> Supplied entries:
== Segment start ==

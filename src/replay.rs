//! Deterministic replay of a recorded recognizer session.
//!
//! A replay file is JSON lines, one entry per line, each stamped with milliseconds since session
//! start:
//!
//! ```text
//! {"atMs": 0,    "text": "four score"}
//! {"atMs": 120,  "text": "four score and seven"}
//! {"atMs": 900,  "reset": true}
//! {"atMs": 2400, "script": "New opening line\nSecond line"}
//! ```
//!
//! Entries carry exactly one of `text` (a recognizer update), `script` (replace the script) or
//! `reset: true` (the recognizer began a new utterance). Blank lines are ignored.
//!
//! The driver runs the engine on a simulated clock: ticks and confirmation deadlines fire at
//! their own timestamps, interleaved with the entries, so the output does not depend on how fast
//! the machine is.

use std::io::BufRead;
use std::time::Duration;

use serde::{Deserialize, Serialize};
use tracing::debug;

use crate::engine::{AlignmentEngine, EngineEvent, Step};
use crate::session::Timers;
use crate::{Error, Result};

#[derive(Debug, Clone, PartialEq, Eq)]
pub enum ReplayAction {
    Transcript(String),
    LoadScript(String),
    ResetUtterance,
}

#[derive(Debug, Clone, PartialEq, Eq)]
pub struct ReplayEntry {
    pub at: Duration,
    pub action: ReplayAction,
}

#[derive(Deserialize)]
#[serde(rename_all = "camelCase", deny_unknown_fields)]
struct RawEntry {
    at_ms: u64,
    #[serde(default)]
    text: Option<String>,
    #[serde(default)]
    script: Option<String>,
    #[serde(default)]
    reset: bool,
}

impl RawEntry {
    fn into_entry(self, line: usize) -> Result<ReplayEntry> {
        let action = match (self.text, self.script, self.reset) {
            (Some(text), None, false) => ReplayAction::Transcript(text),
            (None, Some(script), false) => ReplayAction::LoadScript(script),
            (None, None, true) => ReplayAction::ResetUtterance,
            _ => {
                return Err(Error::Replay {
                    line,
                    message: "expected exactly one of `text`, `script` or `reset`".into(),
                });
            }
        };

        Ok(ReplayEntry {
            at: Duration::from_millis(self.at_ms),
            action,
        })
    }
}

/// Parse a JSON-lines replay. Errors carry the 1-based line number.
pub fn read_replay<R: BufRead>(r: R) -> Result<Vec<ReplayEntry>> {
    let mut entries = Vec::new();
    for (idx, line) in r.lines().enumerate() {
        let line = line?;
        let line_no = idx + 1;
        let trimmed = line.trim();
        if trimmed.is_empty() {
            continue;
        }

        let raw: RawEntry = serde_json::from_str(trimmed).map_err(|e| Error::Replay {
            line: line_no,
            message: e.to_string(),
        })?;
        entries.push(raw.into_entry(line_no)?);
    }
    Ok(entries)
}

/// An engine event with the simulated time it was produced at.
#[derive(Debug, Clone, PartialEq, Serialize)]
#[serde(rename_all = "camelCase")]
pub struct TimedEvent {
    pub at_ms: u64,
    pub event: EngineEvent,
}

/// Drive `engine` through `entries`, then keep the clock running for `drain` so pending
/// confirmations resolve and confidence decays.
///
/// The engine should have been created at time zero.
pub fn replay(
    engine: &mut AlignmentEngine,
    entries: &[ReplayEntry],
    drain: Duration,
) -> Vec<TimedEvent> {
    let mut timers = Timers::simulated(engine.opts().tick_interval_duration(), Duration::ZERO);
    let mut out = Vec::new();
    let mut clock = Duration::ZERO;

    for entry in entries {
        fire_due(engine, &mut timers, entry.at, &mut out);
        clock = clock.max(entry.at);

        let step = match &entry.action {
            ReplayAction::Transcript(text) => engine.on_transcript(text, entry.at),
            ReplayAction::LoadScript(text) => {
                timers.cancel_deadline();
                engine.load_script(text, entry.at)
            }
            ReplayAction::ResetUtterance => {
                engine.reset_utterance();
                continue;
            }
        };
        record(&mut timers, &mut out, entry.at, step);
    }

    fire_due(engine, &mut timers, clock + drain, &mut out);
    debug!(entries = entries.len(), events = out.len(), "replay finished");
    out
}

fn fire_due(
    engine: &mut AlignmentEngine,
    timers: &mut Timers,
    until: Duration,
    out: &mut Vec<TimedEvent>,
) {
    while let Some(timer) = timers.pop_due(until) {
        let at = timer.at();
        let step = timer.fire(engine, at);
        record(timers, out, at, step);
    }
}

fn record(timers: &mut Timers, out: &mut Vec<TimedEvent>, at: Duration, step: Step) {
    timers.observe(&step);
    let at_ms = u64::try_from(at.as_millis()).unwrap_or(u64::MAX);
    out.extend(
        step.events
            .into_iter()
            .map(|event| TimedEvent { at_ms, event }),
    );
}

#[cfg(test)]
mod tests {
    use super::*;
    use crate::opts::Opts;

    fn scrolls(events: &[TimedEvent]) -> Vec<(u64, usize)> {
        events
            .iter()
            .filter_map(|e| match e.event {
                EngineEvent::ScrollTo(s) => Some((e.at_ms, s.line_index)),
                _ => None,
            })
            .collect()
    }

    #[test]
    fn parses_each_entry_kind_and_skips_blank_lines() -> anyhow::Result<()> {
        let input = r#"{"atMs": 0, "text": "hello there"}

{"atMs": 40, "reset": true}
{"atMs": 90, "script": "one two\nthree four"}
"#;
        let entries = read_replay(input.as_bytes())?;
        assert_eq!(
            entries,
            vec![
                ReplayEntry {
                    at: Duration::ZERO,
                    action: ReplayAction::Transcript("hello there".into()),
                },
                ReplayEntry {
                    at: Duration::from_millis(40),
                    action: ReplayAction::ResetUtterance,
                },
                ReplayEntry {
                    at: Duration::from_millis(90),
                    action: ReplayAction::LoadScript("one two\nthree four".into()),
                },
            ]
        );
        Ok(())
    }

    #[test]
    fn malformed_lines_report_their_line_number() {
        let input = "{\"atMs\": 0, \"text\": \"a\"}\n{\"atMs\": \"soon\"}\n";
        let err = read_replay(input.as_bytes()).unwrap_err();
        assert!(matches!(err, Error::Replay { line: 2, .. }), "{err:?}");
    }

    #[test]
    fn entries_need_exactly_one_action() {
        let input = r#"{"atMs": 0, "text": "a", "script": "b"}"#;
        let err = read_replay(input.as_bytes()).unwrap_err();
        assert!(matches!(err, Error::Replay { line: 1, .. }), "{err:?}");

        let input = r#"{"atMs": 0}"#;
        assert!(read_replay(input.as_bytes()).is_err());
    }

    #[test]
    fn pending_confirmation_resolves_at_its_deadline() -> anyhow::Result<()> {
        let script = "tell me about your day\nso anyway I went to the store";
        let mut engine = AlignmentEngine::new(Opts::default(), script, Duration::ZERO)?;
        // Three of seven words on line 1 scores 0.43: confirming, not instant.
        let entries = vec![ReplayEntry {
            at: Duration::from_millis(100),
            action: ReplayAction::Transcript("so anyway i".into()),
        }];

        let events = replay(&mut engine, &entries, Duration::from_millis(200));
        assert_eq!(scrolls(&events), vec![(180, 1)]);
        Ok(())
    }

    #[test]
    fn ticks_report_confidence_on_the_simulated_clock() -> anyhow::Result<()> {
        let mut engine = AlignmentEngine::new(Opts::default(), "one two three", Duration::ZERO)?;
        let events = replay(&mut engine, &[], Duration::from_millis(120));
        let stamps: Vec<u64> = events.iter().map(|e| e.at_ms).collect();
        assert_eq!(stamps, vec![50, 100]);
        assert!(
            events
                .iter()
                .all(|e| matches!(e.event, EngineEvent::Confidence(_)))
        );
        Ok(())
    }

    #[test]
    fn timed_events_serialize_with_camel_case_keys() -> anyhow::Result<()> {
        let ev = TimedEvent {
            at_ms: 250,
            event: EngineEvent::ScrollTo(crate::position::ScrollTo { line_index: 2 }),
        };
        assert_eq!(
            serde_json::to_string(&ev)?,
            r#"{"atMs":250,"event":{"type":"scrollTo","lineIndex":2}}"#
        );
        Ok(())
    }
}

== Segment end ==

> What needs to be done: Tally the lines in the entries above that hold the string "seven" and state the tally alone.

> Output for this exercise: 2